● INPUT FOR THIS TASK:
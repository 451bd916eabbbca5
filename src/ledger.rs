//! Durable record of which files were delivered, when, and in which message.

use std::collections::{BTreeMap, BTreeSet, HashSet};

use chrono::{DateTime, Utc};
use serde::{Deserialize, Serialize};

use crate::contract::Sidecar;

/// Per-file delivery metadata.
#[derive(Debug, Clone, PartialEq, Eq, Serialize, Deserialize)]
pub struct DeliveryRecord {
    #[serde(rename = "upload_date")]
    pub delivered_at: DateTime<Utc>,
    /// Correlation id of the message the file went out in. Legacy entries may lack one.
    #[serde(rename = "message_id", default)]
    pub correlation_id: Option<String>,
    #[serde(default, skip_serializing_if = "Option::is_none")]
    pub caption: Option<String>,
    #[serde(default, skip_serializing_if = "BTreeSet::is_empty")]
    pub tags: BTreeSet<String>,
    #[serde(default)]
    pub size_bytes: u64,
}

impl DeliveryRecord {
    pub fn new(
        delivered_at: DateTime<Utc>,
        correlation_id: impl Into<String>,
        size_bytes: u64,
        sidecar: Option<Sidecar>,
    ) -> Self {
        let sidecar = sidecar.unwrap_or_default();
        Self {
            delivered_at,
            correlation_id: Some(correlation_id.into()),
            caption: sidecar.caption,
            tags: sidecar.tags,
            size_bytes,
        }
    }
}

/// The upload history file.
#[derive(Debug, Clone, Default, PartialEq, Eq, Serialize, Deserialize)]
pub struct UploadLedger {
    #[serde(rename = "uploaded_files", default)]
    pub delivered: BTreeSet<String>,
    #[serde(rename = "metadata", default)]
    pub records: BTreeMap<String, DeliveryRecord>,
}

/// The files that went out together in one message.
#[derive(Debug, Clone, PartialEq, Eq)]
pub struct DeliveredBatch {
    pub correlation_id: String,
    pub delivered_at: DateTime<Utc>,
    pub filenames: Vec<String>,
}

impl UploadLedger {
    pub fn is_delivered(&self, filename: &str) -> bool {
        self.delivered.contains(filename)
    }

    /// Snapshot of delivered filenames, for excluding them from a scan.
    pub fn delivered_set(&self) -> HashSet<String> {
        self.delivered.iter().cloned().collect()
    }

    pub fn record(&mut self, filename: impl Into<String>, record: DeliveryRecord) {
        let filename = filename.into();
        self.delivered.insert(filename.clone());
        self.records.insert(filename, record);
    }

    /// Forget a file entirely. Returns its record if it had one.
    pub fn forget(&mut self, filename: &str) -> Option<DeliveryRecord> {
        self.delivered.remove(filename);
        self.records.remove(filename)
    }

    /// Drop everything. Returns how many delivered filenames were forgotten.
    pub fn clear(&mut self) -> usize {
        let n = self.delivered.len();
        self.delivered.clear();
        self.records.clear();
        n
    }

    /// The most recently delivered batch, grouped retroactively by correlation id.
    pub fn latest_batch(&self) -> Option<DeliveredBatch> {
        let (correlation_id, delivered_at) = self
            .records
            .values()
            .filter_map(|r| r.correlation_id.as_ref().map(|id| (id, r.delivered_at)))
            .max_by_key(|(_, at)| *at)?;

        let filenames = self
            .records
            .iter()
            .filter(|(_, r)| r.correlation_id.as_ref() == Some(correlation_id))
            .map(|(name, _)| name.clone())
            .collect();

        Some(DeliveredBatch {
            correlation_id: correlation_id.clone(),
            delivered_at,
            filenames,
        })
    }

    /// Records delivered at or after `since`, newest first.
    pub fn delivered_since(&self, since: DateTime<Utc>) -> Vec<(&String, &DeliveryRecord)> {
        let mut recent: Vec<_> = self
            .records
            .iter()
            .filter(|(_, r)| r.delivered_at >= since)
            .collect();
        recent.sort_by(|a, b| b.1.delivered_at.cmp(&a.1.delivered_at));
        recent
    }
}
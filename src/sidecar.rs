//! Sidecar metadata stored next to media files.

use std::collections::BTreeSet;
use std::fs;
use std::path::{Path, PathBuf};

use serde::Deserialize;
use tracing::warn;

use crate::contract::{Sidecar, SidecarSource};

/// Reads `<media filename>.json`, e.g. `cat.png.json`, with optional `caption` and `tags`.
#[derive(Debug, Clone, Default)]
pub struct JsonSidecar;

#[derive(Deserialize)]
struct SidecarFile {
    #[serde(default)]
    caption: Option<String>,
    #[serde(default)]
    tags: BTreeSet<String>,
}

impl JsonSidecar {
    pub fn sidecar_path(media: &Path) -> PathBuf {
        let mut name = media.file_name().unwrap_or_default().to_os_string();
        name.push(".json");
        media.with_file_name(name)
    }
}

impl SidecarSource for JsonSidecar {
    fn read(&self, path: &Path) -> Option<Sidecar> {
        let sidecar_path = Self::sidecar_path(path);
        let content = fs::read_to_string(&sidecar_path).ok()?;
        match serde_json::from_str::<SidecarFile>(&content) {
            Ok(file) => Some(Sidecar {
                caption: file.caption.filter(|c| !c.trim().is_empty()),
                tags: file.tags,
            }),
            Err(e) => {
                warn!(path = %sidecar_path.display(), error = %e, "Ignoring unreadable sidecar");
                None
            }
        }
    }
}

/// No captions or tags for anything.
#[derive(Debug, Clone, Default)]
pub struct NoSidecar;

impl SidecarSource for NoSidecar {
    fn read(&self, _path: &Path) -> Option<Sidecar> {
        None
    }
}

● TASK STATEMENT: When the line with "let mut recent: Vec<_> = self" is reached in the data above, begin copying, and stop after the line with "use std::fs;"; copy each line exactly, both ends included.

● EXPECTED ANSWER:
        let mut recent: Vec<_> = self
            .records
            .iter()
            .filter(|(_, r)| r.delivered_at >= since)
            .collect();
        recent.sort_by(|a, b| b.1.delivered_at.cmp(&a.1.delivered_at));
        recent
    }
}
filename src/sidecar.rs
//! Sidecar metadata stored next to media files.

use std::collections::BTreeSet;
use std::fs;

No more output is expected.